10 interview horror stories
By Trevor Stafford on April 30, 2007 - Comments (View)HR managers share their most memorable interview disasters.
The Darwin Awards recognize individuals who remove themselves (spectacularly) from the gene pool; the Razzies toss brickbats at the worst that Hollywood has to offer. These collected interview disasters are our nod to the “Gigli’s” and loaded-shotgun-to-the-scrotum’s of the world.

Stupid is as bicuspid does
“The job candidate was waiting on the couch in reception…there was a fruit bowl on the little table in front of him. He took a piece and bit in…but it wasn’t what he had in mind, so he put it back. Of course our receptionist saw what happened and shared the story”.
MORAL: Your first impression starts in the elevator.
Bermuda jack-ass
“One guy showed up for an interview in running shorts, yellow socks, sneakers, a skateboard and a t-shirt that said ‘Don’t mind me, I’ve had too much coffee’”.
MORAL: There are no casual fridays when you don’t have the job. Research the dress code. Cat hair is your enemy.
Waft this way
“We had a candidate who smelled like hockey equipment. We weren’t casting for Survivor”.
MORAL: Don’t stink. Simple eh? Don’t shower in cologne either. Spray once with a dab behind the ears. Use talc on your palms if you tend to sweat. The ‘dead fish’ handshake is awful.
Like, oh my God
“We asked a candidate what she liked in a job, she replied, ‘Well, I don’t like when I get in trouble for being a few minutes late, I don’t like when people are rude on the phone. I can’t stand it when people talk about me and gossip behind my back, and I hate it when companies expect you to work late all the time.”
MORAL: Surly, negative people only get hired by the Department of Motor Vehicles.
A dead ringer
“I was stunned when a shrill ring interrupted my interview. The candidate whipped out a cell phone and began chatting away.”
MORAL: Step AWAY from the electrical device. Even a vibrating Blackberry is distracting.
You’re toast, Rain Man
“Perhaps it was the spring weather but something inspired my candidate to stare out the window – even while speaking to me.”
MORAL: Learn to interact with human beings who hold purse strings. Look them in the eye when you do. Even technical roles like developers need ‘comm’ skills.
Discretion is the better part of vomit
“The interview was going fairly well – until the candidate blacked out. Turns out he hadn’t been feeling well all week. The VP of Sales had to get him a cold cloth and some water”.
MORAL: The interviewer will appreciate your dedication if you show up with a slight sniffle. However, if you’re really ill, rescheduling the appointment is a better option than passing out.”
‘Destiny’ won’t get you the job
“My office is near the top of a big corporate tower. When I left the room the candidate took pictures of the view with his digital camera. Then he tried to entertain me with photos of his friend’s stag.”
MORAL: Work anecdotes are good. Stripper anecdotes? Not so much.
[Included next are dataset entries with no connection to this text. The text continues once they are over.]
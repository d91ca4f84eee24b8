// SPDX-License-Identifier: AGPL-3.0-or-later
//
// Copyright (C) 2026 Social Forum Contributors

//! Admin-only API endpoints for system management.
//!
//! These endpoints require the Admin role and provide:
//! - User and post management (listing, promotion, deletion)
//! - Object-storage control (file listing, orphan scan, approved cleanup)
//! - Audit log queries
//! - System statistics

use axum::{
    extract::{Path, Query, State},
    Json,
};
use chrono::Utc;
use serde::{Deserialize, Serialize};
use std::collections::BTreeSet;
use utoipa::{IntoParams, ToSchema};

use crate::{
    audit::{AuditEvent, AuditEventType},
    auth::AdminOnly,
    error::ApiError,
    media::{ConsistentDeleter, OrphanReconciler, ReconciliationReport},
    models::Post,
    objects::DOWNLOAD_URL_TTL,
    state::AppState,
};

use super::users::UserResponse;

// ============================================================================
// Request/Response Types
// ============================================================================

/// Outcome of an admin deletion across both stores.
#[derive(Debug, Serialize, ToSchema)]
pub struct DeleteOutcome {
    pub message: String,
    /// Id of the deleted entity.
    pub id: u64,
    /// Media objects removed alongside the row.
    pub media_removed: usize,
    /// Media keys whose removal failed; the reconciler collects them later.
    pub media_failed: Vec<String>,
}

/// One object-store file with a temporary view URL.
#[derive(Debug, Serialize, ToSchema)]
pub struct MediaFileItem {
    pub key: String,
    #[serde(skip_serializing_if = "Option::is_none")]
    pub size_bytes: Option<u64>,
    /// Signed download URL (1 hour).
    pub url: String,
}

/// Query for deleting a single object-store file.
#[derive(Debug, Deserialize, IntoParams)]
pub struct MediaFileQuery {
    pub key: String,
}

/// Approved orphan keys to remove.
#[derive(Debug, Deserialize, ToSchema)]
pub struct CleanupRequest {
    pub keys: Vec<String>,
}

/// Result of an approved cleanup run.
#[derive(Debug, Serialize, ToSchema)]
pub struct CleanupResponse {
    /// Objects actually removed; keys already gone or failing count as 0.
    pub deleted: usize,
}

/// Query parameters for audit log reads.
#[derive(Debug, Deserialize, IntoParams)]
pub struct AuditQueryParams {
    /// Maximum number of events (default 100, max 1000).
    pub limit: Option<usize>,
}

/// Response for audit log queries.
#[derive(Debug, Serialize, ToSchema)]
pub struct AuditLogResponse {
    pub events: Vec<crate::audit::AuditEvent>,
    /// Total recorded events (before limit).
    pub total: usize,
}

/// System statistics response.
#[derive(Debug, Serialize, ToSchema)]
pub struct SystemStatsResponse {
    pub total_users: usize,
    pub total_posts: usize,
    pub total_comments: usize,
    /// Objects currently in the media store, if it could be listed.
    #[serde(skip_serializing_if = "Option::is_none")]
    pub total_media_objects: Option<usize>,
    pub audit_events: usize,
    pub uptime_seconds: u64,
    pub timestamp: String,
}

// ============================================================================
// Server start time (for uptime calculation)
// ============================================================================

lazy_static::lazy_static! {
    static ref SERVER_START: std::time::Instant = std::time::Instant::now();
}

// ============================================================================
// User management
// ============================================================================

/// List all users.
#[utoipa::path(
    get,
    path = "/api/admin/users",
    tag = "Admin",
    security(("bearer_auth" = [])),
    responses(
        (status = 200, description = "All users", body = [UserResponse]),
        (status = 401, description = "Not authenticated"),
        (status = 403, description = "Not authorized (admin required)")
    )
)]
pub async fn list_users(
    AdminOnly(_admin): AdminOnly,
    State(state): State<AppState>,
) -> Json<Vec<UserResponse>> {
    let store = state.store.read().await;
    Json(store.list_users().iter().map(UserResponse::from).collect())
}

/// Delete a user and everything they own, across both stores.
#[utoipa::path(
    delete,
    path = "/api/admin/users/{id}",
    tag = "Admin",
    params(("id" = u64, Path, description = "User to delete")),
    security(("bearer_auth" = [])),
    responses(
        (status = 200, description = "User deleted", body = DeleteOutcome),
        (status = 404, description = "User not found"),
        (status = 401, description = "Not authenticated"),
        (status = 403, description = "Not authorized (admin required)")
    )
)]
pub async fn delete_user(
    AdminOnly(admin): AdminOnly,
    Path(id): Path<u64>,
    State(state): State<AppState>,
) -> Result<Json<DeleteOutcome>, ApiError> {
    let cleanup = ConsistentDeleter::from_state(&state).delete_user(id).await?;

    state.audit.record(
        AuditEvent::new(AuditEventType::UserDeleted)
            .by(&admin.subject)
            .on("user", id.to_string())
            .with_details(serde_json::json!({
                "media_removed": cleanup.removed,
                "media_failed": cleanup.failed,
            })),
    );

    Ok(Json(DeleteOutcome {
        message: "User and all associated data deleted".to_string(),
        id,
        media_removed: cleanup.removed,
        media_failed: cleanup.failed,
    }))
}

/// Promote a user to admin.
#[utoipa::path(
    post,
    path = "/api/admin/users/{id}/promote",
    tag = "Admin",
    params(("id" = u64, Path, description = "User to promote")),
    security(("bearer_auth" = [])),
    responses(
        (status = 200, description = "User promoted", body = UserResponse),
        (status = 404, description = "User not found"),
        (status = 401, description = "Not authenticated"),
        (status = 403, description = "Not authorized (admin required)")
    )
)]
pub async fn promote_user(
    AdminOnly(admin): AdminOnly,
    Path(id): Path<u64>,
    State(state): State<AppState>,
) -> Result<Json<UserResponse>, ApiError> {
    let user = {
        let mut store = state.store.write().await;
        store.set_role(id, crate::auth::Role::Admin)?;
        store
            .user_by_id(id)
            .map(UserResponse::from)
            .ok_or_else(|| ApiError::not_found(format!("User {id} not found")))?
    };

    state.audit.record(
        AuditEvent::new(AuditEventType::UserPromoted)
            .by(&admin.subject)
            .on("user", id.to_string()),
    );

    Ok(Json(user))
}

// ============================================================================
// Post management
// ============================================================================

/// List all posts.
#[utoipa::path(
    get,
    path = "/api/admin/posts",
    tag = "Admin",
    security(("bearer_auth" = [])),
    responses(
        (status = 200, description = "All posts", body = [Post]),
        (status = 401, description = "Not authenticated"),
        (status = 403, description = "Not authorized (admin required)")
    )
)]
pub async fn list_posts(
    AdminOnly(_admin): AdminOnly,
    State(state): State<AppState>,
) -> Json<Vec<Post>> {
    let store = state.store.read().await;
    Json(store.list_posts())
}

/// Delete any post across both stores.
#[utoipa::path(
    delete,
    path = "/api/admin/posts/{id}",
    tag = "Admin",
    params(("id" = u64, Path, description = "Post to delete")),
    security(("bearer_auth" = [])),
    responses(
        (status = 200, description = "Post deleted", body = DeleteOutcome),
        (status = 404, description = "Post not found"),
        (status = 401, description = "Not authenticated"),
        (status = 403, description = "Not authorized (admin required)")
    )
)]
pub async fn delete_post(
    AdminOnly(admin): AdminOnly,
    Path(id): Path<u64>,
    State(state): State<AppState>,
) -> Result<Json<DeleteOutcome>, ApiError> {
    let cleanup = ConsistentDeleter::from_state(&state).delete_post(id).await?;

    state.audit.record(
        AuditEvent::new(AuditEventType::PostDeleted)
            .by(&admin.subject)
            .on("post", id.to_string())
            .with_details(serde_json::json!({
                "media_removed": cleanup.removed,
                "media_failed": cleanup.failed,
            })),
    );

    Ok(Json(DeleteOutcome {
        message: "Post and associated media deleted".to_string(),
        id,
        media_removed: cleanup.removed,
        media_failed: cleanup.failed,
    }))
}

// ============================================================================
// Object-storage control
// ============================================================================

/// List object-store files with signed view URLs.
#[utoipa::path(
    get,
    path = "/api/admin/media/files",
    tag = "Admin",
    security(("bearer_auth" = [])),
    responses(
        (status = 200, description = "Object-store listing", body = [MediaFileItem]),
        (status = 401, description = "Not authenticated"),
        (status = 403, description = "Not authorized (admin required)"),
        (status = 503, description = "Object store unavailable")
    )
)]
pub async fn list_media_files(
    AdminOnly(_admin): AdminOnly,
    State(state): State<AppState>,
) -> Result<Json<Vec<MediaFileItem>>, ApiError> {
    let entries = state
        .objects
        .list_entries()
        .map_err(|e| ApiError::new(axum::http::StatusCode::SERVICE_UNAVAILABLE, e.to_string()))?;

    let mut items = Vec::with_capacity(entries.len());
    for entry in entries {
        let url = state
            .objects
            .signed_download_url(&entry.key, DOWNLOAD_URL_TTL)
            .map_err(|e| ApiError::internal(format!("Failed to sign URL: {e}")))?;
        items.push(MediaFileItem {
            key: entry.key,
            size_bytes: entry.size_bytes,
            url,
        });
    }

    Ok(Json(items))
}

/// Delete one object-store file by key.
#[utoipa::path(
    delete,
    path = "/api/admin/media/files",
    tag = "Admin",
    params(MediaFileQuery),
    security(("bearer_auth" = [])),
    responses(
        (status = 200, description = "Deletion attempted", body = CleanupResponse),
        (status = 401, description = "Not authenticated"),
        (status = 403, description = "Not authorized (admin required)"),
        (status = 503, description = "Object store unavailable")
    )
)]
pub async fn delete_media_file(
    AdminOnly(admin): AdminOnly,
    Query(query): Query<MediaFileQuery>,
    State(state): State<AppState>,
) -> Result<Json<CleanupResponse>, ApiError> {
    let existed = state
        .objects
        .delete_object(&query.key)
        .map_err(|e| ApiError::new(axum::http::StatusCode::SERVICE_UNAVAILABLE, e.to_string()))?;

    state.audit.record(
        AuditEvent::new(AuditEventType::OrphanCleanup)
            .by(&admin.subject)
            .on("media", &query.key),
    );

    Ok(Json(CleanupResponse {
        deleted: usize::from(existed),
    }))
}

/// Scan for orphaned media objects.
///
/// Read-only: reports the orphan set without deleting anything. Operators
/// review the report and submit the approved subset to the cleanup
/// endpoint; re-scanning right before cleanup narrows the race with
/// concurrent post creation.
#[utoipa::path(
    post,
    path = "/api/admin/media/sync",
    tag = "Admin",
    security(("bearer_auth" = [])),
    responses(
        (status = 200, description = "Reconciliation report", body = ReconciliationReport),
        (status = 401, description = "Not authenticated"),
        (status = 403, description = "Not authorized (admin required)"),
        (status = 503, description = "Scan aborted; a store could not be read")
    )
)]
pub async fn media_sync(
    AdminOnly(admin): AdminOnly,
    State(state): State<AppState>,
) -> Result<Json<ReconciliationReport>, ApiError> {
    let report = OrphanReconciler::from_state(&state).scan().await?;

    state.audit.record(
        AuditEvent::new(AuditEventType::OrphanScan)
            .by(&admin.subject)
            .with_details(serde_json::json!({
                "total_object_keys": report.total_object_keys,
                "total_referenced_keys": report.total_referenced_keys,
                "orphans": report.orphan_keys.len(),
            })),
    );

    Ok(Json(report))
}

/// Delete an approved set of orphan keys.
#[utoipa::path(
    post,
    path = "/api/admin/media/cleanup",
    tag = "Admin",
    request_body = CleanupRequest,
    security(("bearer_auth" = [])),
    responses(
        (status = 200, description = "Cleanup result", body = CleanupResponse),
        (status = 401, description = "Not authenticated"),
        (status = 403, description = "Not authorized (admin required)")
    )
)]
pub async fn media_cleanup(
    AdminOnly(admin): AdminOnly,
    State(state): State<AppState>,
    Json(request): Json<CleanupRequest>,
) -> Json<CleanupResponse> {
    let keys: BTreeSet<String> = request.keys.into_iter().collect();
    let deleted = OrphanReconciler::from_state(&state).cleanup(&keys).await;

    state.audit.record(
        AuditEvent::new(AuditEventType::OrphanCleanup)
            .by(&admin.subject)
            .with_details(serde_json::json!({
                "approved": keys.len(),
                "deleted": deleted,
            })),
    );

    Json(CleanupResponse { deleted })
}

// ============================================================================
// Audit log & statistics
// ============================================================================

/// Read recent audit events, newest first.
#[utoipa::path(
    get,
    path = "/api/admin/audit/events",
    tag = "Admin",
    params(AuditQueryParams),
    security(("bearer_auth" = [])),
    responses(
        (status = 200, description = "Audit events", body = AuditLogResponse),
        (status = 401, description = "Not authenticated"),
        (status = 403, description = "Not authorized (admin required)")
    )
)]
pub async fn audit_events(
    AdminOnly(_admin): AdminOnly,
    Query(params): Query<AuditQueryParams>,
    State(state): State<AppState>,
) -> Json<AuditLogResponse> {
    let limit = params.limit.unwrap_or(100).min(1000);
    Json(AuditLogResponse {
        events: state.audit.recent(limit),
        total: state.audit.len(),
    })
}

/// Get system statistics.
#[utoipa::path(
    get,
    path = "/api/admin/stats",
    tag = "Admin",
    security(("bearer_auth" = [])),
    responses(
        (status = 200, description = "System statistics", body = SystemStatsResponse),
        (status = 401, description = "Not authenticated"),
        (status = 403, description = "Not authorized (admin required)")
    )
)]
pub async fn stats(
    AdminOnly(admin): AdminOnly,
    State(state): State<AppState>,
) -> Json<SystemStatsResponse> {
    let (total_users, total_posts, total_comments) = {
        let store = state.store.read().await;
        (store.user_count(), store.post_count(), store.comment_count())
    };

    // A store outage leaves the object count empty rather than failing the
    // whole stats call.
    let total_media_objects = state.objects.list_all_keys().ok().map(|keys| keys.len());

    state
        .audit
        .record(AuditEvent::new(AuditEventType::AdminAccess).by(&admin.subject));

    Json(SystemStatsResponse {
        total_users,
        total_posts,
        total_comments,
        total_media_objects,
        audit_events: state.audit.len(),
        uptime_seconds: SERVER_START.elapsed().as_secs(),
        timestamp: Utc::now().to_rfc3339(),
    })
}

// ============================================================================
// Tests
// ============================================================================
Desperate times don’t call for desperate measures
“After the interview, the candidate called 12 times, leaving messages to ask when she’d hear back. Then she left some more messages—and samples of her favourite songs.”
MORAL: Follow up a few days after the interview. Do so once no matter how much you want the job.
The wrong kind of offer
“One guy sent a follow-up e-mail asking if the pretty lady who interviewed him was married. He followed it up with some virtual roses and asked her out.”
MORAL: Office romances can be tricky at the best of times. Trying to start one before you’ve even gotten the job is the kiss of death.


Comments
nov 14 2007 11:56
9 Reputation Points
“What candidates do when you turn your back”
I found one professional services candidate in the supply cabinet stocking up on paper clips and staples. I suppose employee theft can occur at any point in the cycle.
Another java developer found his way past reception and to the CEO’s office, walked right in and sat on his sofa. He obviously read some advice column on the success of getting past HR and to the decision makers!